Items from a dataset:
········

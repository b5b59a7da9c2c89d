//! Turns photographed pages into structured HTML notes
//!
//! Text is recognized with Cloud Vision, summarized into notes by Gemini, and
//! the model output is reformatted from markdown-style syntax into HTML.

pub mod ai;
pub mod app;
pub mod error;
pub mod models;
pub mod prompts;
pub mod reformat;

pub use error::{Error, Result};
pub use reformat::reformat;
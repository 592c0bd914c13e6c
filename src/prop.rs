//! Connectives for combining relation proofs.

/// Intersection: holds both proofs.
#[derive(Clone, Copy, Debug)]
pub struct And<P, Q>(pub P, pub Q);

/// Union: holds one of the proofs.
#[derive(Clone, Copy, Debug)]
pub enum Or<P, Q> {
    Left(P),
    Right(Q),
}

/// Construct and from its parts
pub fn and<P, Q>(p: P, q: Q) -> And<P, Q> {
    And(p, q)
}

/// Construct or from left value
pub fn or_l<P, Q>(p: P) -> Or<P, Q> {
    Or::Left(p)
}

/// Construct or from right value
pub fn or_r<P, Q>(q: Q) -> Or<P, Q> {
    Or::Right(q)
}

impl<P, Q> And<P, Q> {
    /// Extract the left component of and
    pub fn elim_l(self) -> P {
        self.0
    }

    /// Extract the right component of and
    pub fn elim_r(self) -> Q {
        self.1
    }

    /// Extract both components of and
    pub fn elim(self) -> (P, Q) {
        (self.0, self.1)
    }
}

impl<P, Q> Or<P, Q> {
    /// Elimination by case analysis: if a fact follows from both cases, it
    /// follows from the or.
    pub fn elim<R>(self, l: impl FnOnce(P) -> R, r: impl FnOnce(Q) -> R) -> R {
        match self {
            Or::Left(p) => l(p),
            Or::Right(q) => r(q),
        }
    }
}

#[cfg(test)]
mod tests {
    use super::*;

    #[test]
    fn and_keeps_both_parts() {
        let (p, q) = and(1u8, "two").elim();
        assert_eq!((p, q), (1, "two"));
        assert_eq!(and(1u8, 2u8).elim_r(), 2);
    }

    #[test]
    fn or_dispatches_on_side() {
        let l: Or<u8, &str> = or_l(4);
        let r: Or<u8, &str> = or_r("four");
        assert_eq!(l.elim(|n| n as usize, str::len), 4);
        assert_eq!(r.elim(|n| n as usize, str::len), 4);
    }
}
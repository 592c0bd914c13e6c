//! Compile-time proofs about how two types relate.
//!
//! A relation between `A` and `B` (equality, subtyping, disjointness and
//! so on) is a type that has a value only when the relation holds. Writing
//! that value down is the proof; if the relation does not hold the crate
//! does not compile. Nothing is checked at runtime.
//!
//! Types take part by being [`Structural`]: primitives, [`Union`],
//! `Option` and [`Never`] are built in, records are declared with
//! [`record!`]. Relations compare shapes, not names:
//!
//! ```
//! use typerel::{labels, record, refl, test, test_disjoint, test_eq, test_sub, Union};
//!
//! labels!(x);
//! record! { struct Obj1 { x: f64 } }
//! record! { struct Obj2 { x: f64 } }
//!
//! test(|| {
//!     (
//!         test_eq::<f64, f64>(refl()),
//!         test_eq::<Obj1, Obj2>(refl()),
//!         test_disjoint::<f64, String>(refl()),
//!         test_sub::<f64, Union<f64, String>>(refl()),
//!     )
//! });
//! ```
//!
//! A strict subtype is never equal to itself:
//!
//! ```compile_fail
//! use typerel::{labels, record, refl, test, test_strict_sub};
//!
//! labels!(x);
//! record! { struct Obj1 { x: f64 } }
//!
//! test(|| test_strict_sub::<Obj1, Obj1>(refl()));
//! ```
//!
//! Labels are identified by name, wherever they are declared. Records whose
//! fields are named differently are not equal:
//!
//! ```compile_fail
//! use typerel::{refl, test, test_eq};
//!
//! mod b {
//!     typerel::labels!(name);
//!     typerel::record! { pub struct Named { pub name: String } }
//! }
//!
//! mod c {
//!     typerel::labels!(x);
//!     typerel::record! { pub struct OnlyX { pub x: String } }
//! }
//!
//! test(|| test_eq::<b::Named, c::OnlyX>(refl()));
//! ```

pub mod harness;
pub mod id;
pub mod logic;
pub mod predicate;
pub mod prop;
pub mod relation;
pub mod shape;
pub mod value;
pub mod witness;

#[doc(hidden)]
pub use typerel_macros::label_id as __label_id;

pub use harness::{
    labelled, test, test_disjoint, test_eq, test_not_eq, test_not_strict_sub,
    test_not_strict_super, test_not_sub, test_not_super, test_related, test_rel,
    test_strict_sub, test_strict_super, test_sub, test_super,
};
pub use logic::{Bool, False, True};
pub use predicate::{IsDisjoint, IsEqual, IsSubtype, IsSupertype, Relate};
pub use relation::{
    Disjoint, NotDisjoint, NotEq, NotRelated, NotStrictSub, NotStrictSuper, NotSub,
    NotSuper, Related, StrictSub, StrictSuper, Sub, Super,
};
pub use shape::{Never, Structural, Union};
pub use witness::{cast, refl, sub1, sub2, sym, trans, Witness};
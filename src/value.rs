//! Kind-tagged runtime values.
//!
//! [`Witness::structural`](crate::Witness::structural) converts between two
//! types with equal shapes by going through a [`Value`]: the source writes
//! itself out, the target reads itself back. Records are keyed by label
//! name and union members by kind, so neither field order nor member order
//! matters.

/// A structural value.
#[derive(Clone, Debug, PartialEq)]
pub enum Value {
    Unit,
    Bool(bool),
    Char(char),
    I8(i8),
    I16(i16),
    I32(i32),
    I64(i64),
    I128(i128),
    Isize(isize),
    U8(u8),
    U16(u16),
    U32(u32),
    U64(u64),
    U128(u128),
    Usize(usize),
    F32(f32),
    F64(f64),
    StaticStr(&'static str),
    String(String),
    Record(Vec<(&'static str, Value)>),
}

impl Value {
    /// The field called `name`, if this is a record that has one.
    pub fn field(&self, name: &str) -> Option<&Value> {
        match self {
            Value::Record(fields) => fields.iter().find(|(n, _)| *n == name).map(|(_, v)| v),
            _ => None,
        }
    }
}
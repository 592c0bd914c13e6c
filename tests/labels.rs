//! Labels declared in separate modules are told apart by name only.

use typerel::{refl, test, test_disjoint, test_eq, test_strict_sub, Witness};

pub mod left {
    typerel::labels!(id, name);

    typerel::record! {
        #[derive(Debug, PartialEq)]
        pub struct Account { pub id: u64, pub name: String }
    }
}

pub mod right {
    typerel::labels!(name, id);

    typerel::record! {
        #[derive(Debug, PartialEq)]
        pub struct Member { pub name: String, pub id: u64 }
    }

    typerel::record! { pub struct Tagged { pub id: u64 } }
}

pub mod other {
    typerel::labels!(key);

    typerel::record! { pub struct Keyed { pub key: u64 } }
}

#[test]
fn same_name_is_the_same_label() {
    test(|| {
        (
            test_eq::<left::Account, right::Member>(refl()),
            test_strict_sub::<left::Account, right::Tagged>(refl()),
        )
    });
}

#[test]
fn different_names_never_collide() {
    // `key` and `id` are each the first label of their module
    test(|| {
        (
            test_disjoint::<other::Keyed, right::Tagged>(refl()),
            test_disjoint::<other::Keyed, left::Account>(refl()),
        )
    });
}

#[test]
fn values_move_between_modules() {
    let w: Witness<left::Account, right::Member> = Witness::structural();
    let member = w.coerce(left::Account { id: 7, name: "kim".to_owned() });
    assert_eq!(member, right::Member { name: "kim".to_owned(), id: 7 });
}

········

WORK REQUIRED: Could you please retype the lines from the start of the data through the line with "of the proofs.", both included, and nothing else?

PROBLEM SOLUTION:
repository b5b59a7da9c2c89d
//! Turns photographed pages into structured HTML notes
//!
//! Text is recognized with Cloud Vision, summarized into notes by Gemini, and
//! the model output is reformatted from markdown-style syntax into HTML.

pub mod ai;
pub mod app;
pub mod error;
pub mod models;
pub mod prompts;
pub mod reformat;

pub use error::{Error, Result};
pub use reformat::reformat;
repository 592c0bd914c13e6c
filename src/prop.rs
//! Connectives for combining relation proofs.

/// Intersection: holds both proofs.
#[derive(Clone, Copy, Debug)]
pub struct And<P, Q>(pub P, pub Q);

/// Union: holds one of the proofs.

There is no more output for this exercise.